A Controversy of Poets published in 1965 attempted to provide both arguments in one volume. Paris Leary represented the formalists and Robert Kelly, editor of Trobar and then a Deep Image poet, edited the new radicals. As Ron Silliman makes clear, Kelly redefined in his image just who those new radicals were. Gerrit Lansing made it into A Controversy of Poets and Olson remained in as well. Once again the Black Mountain School faired very well. Black Mountain poets appear often in the anthology. Additions like Lansing and a host of other Olson influenced younger poets speak to Olson’s strong presence. So once again Olson made his mark on contemporary poetry. The cigarette stain marks his presence in the volume and his hold on the poetry community.

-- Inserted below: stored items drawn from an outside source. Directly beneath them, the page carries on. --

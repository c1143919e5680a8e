//! Property tests for the simulation invariants

use endless_jumper::consts::*;
use endless_jumper::sim::{
    GameEvent, GameState, InputState, Platform, PlatformMotion, Rules, Trail, tick,
};
use glam::Vec2;
use proptest::prelude::*;

fn inputs() -> impl Strategy<Value = Vec<InputState>> {
    prop::collection::vec(
        (any::<bool>(), any::<bool>(), any::<bool>()).prop_map(|(left, right, jump)| InputState {
            left,
            right,
            jump,
        }),
        1..400,
    )
}

/// Mostly run right and jump so runs travel far enough to generate
fn runner_inputs() -> impl Strategy<Value = Vec<InputState>> {
    prop::collection::vec(
        (0u8..10, any::<bool>()).prop_map(|(roll, jump)| InputState {
            left: roll == 0,
            right: roll > 1,
            jump,
        }),
        1..600,
    )
}

proptest! {
    #[test]
    fn trail_keeps_most_recent_positions(xs in prop::collection::vec(-1e4f32..1e4, 0..60)) {
        let mut trail = Trail::default();
        for (i, x) in xs.iter().enumerate() {
            trail.push(Vec2::new(*x, i as f32));
            prop_assert!(trail.len() <= TRAIL_LENGTH);
        }
        let expected: Vec<Vec2> = xs
            .iter()
            .enumerate()
            .map(|(i, x)| Vec2::new(*x, i as f32))
            .skip(xs.len().saturating_sub(TRAIL_LENGTH))
            .collect();
        let actual: Vec<Vec2> = trail.iter().copied().collect();
        prop_assert_eq!(actual, expected);
    }

    #[test]
    fn lookahead_holds_after_every_tick(seed in any::<u64>(), inputs in runner_inputs()) {
        let mut state = GameState::new(seed, 0);
        for input in &inputs {
            tick(&mut state, input);
            if state.is_over() {
                break;
            }
            prop_assert!(state.platforms_ahead() >= LOOKAHEAD);
        }
    }

    #[test]
    fn grounded_means_standing_on_a_platform(seed in any::<u64>(), inputs in inputs()) {
        let mut state = GameState::new(seed, 0);
        for input in &inputs {
            tick(&mut state, input);
            if state.is_over() {
                break;
            }
            if state.player.grounded {
                prop_assert_eq!(state.player.vel.y, 0.0);
                prop_assert!(!state.player.is_jumping);
                let bottom = state.player.bottom();
                prop_assert!(state
                    .platforms
                    .iter()
                    .any(|p| (p.pos.y - bottom).abs() < 1e-3));
            }
        }
    }

    #[test]
    fn score_counts_landed_platforms(seed in any::<u64>(), inputs in runner_inputs()) {
        // No eviction, so every landed platform is still in the set
        let mut state = GameState::with_rules(seed, 0, Rules::classic());
        let mut landings = 0;
        for input in &inputs {
            for event in tick(&mut state, input) {
                if let GameEvent::Landed { score, .. } = event {
                    landings += 1;
                    prop_assert_eq!(score, landings);
                }
            }
        }
        let landed = state.platforms.iter().filter(|p| p.landed).count() as u32;
        prop_assert_eq!(state.score, landed);
        prop_assert_eq!(state.score, landings);
    }

    #[test]
    fn high_score_is_max_of_previous_and_final(
        seed in any::<u64>(),
        previous in 0u32..20,
        inputs in runner_inputs(),
    ) {
        let mut state = GameState::new(seed, previous);
        let mut game_overs = 0;
        for input in &inputs {
            for event in tick(&mut state, input) {
                if let GameEvent::GameOver { score, high_score, new_high_score } = event {
                    game_overs += 1;
                    prop_assert_eq!(high_score, previous.max(score));
                    prop_assert_eq!(new_high_score, score > previous);
                }
            }
            prop_assert!(state.high_score >= previous);
        }
        prop_assert!(game_overs <= 1);
        if state.is_over() {
            prop_assert_eq!(game_overs, 1);
            prop_assert_eq!(state.player.pos.y, CANVAS_HEIGHT);
        }
    }

    #[test]
    fn moving_platforms_stay_in_band(
        speed in MOVE_SPEED_MIN..MOVE_SPEED_MAX,
        origin in -1000f32..1000.0,
        start_right in any::<bool>(),
        steps in 1usize..3000,
    ) {
        let mut platform = Platform::new(1, origin, 300.0, PLATFORM_WIDTH, PLATFORM_HEIGHT);
        platform.motion = Some(PlatformMotion {
            move_speed: speed,
            amplitude: MOVE_AMPLITUDE,
            original_x: origin,
            direction: if start_right { 1.0 } else { -1.0 },
        });
        let min_x = origin - MOVE_AMPLITUDE;
        let max_x = origin + MOVE_AMPLITUDE;

        let mut direction = platform.motion.map(|m| m.direction).unwrap_or_default();
        for _ in 0..steps {
            let before = platform.pos.x;
            platform.step_motion();
            let x = platform.pos.x;
            prop_assert!(x >= min_x && x <= max_x);

            let now = platform.motion.map(|m| m.direction).unwrap_or_default();
            if now != direction {
                // Flips only when the step would have left the band
                let unclamped = before + speed * direction;
                prop_assert!(unclamped < min_x || unclamped > max_x);
                direction = now;
            }
        }
    }
}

Yet Olson no longer stands tall as “the” dominant figure. Olson’s voice blends in with a chorus of others unlike in the Allen anthology where Maximus threatens to drown out the other poets. In addition the anthology shows that by 1965 Olson appeared as an establishment figure and someone to be reacted against. Jack Spicer felt that way and expressed his views in the Vancouver Lectures comparing Olson to President Johnson. I feel that Bukowski and the blue collar / skid row school viewed Olson in that manner. Younger poets sought to knock Olson off his pedestal. Kelly’s anthology begins that process. Therefore, the tobacco stain can be viewed as an act of dismissal or disapproval towards his threatened position in the poetry world. An anthology that challenges Olson’s pride of place was nothing more than an ashtray that Maximus would relegate to the dustbin of literary history.
This is all playful speculation. As my friend reminded me, “Then again it might only be a misplaced fag at the end of a long night of smoke and drink.” But clearly, A Controversy of Poets speaks volumes as content and object. In any case the book has become very special to me. Reading about Olson, almost all commentators agree that he was a larger than life figure with a super-human appetite and intellect. The anthology makes me wonder just what it would be like to take the full force of Olson for an evening: the cigarettes, the alcohol, the talk. Most of all the talk, as Olson welded it like a weapon with the power of a blunt instrument. The Maximus LP by Folkways gives little hint of his strength. Could I withstand the onslaught? Could I hold my own? And most of all would I understand what the hell he was talking about?
Nice piece: I knew Gerrit (wrote an article about him for “Behutet” zine) and worked in Olson’s post office. I share your fetishism for the tattered, nicotine scorched, paperback and your dread of the ghost of Maximus (I’ve asked myself your same last 3 questions).
You happen to have any issues of Set. Sounds like a wonderful magazine and it looks great too. Gerritt edited it for a few issues in the early 1960s.
Only source I have for “Set” is the pdf.:
http://xtina.org/projects/SET.html
I have at least one Set and perhaps the other one. I got them when I was in high school and met Gerrit Lansing through my high school teacher Harry Martin.
Chris
This is an interesting comment. Doing research on Harry Martin. What school did you attend?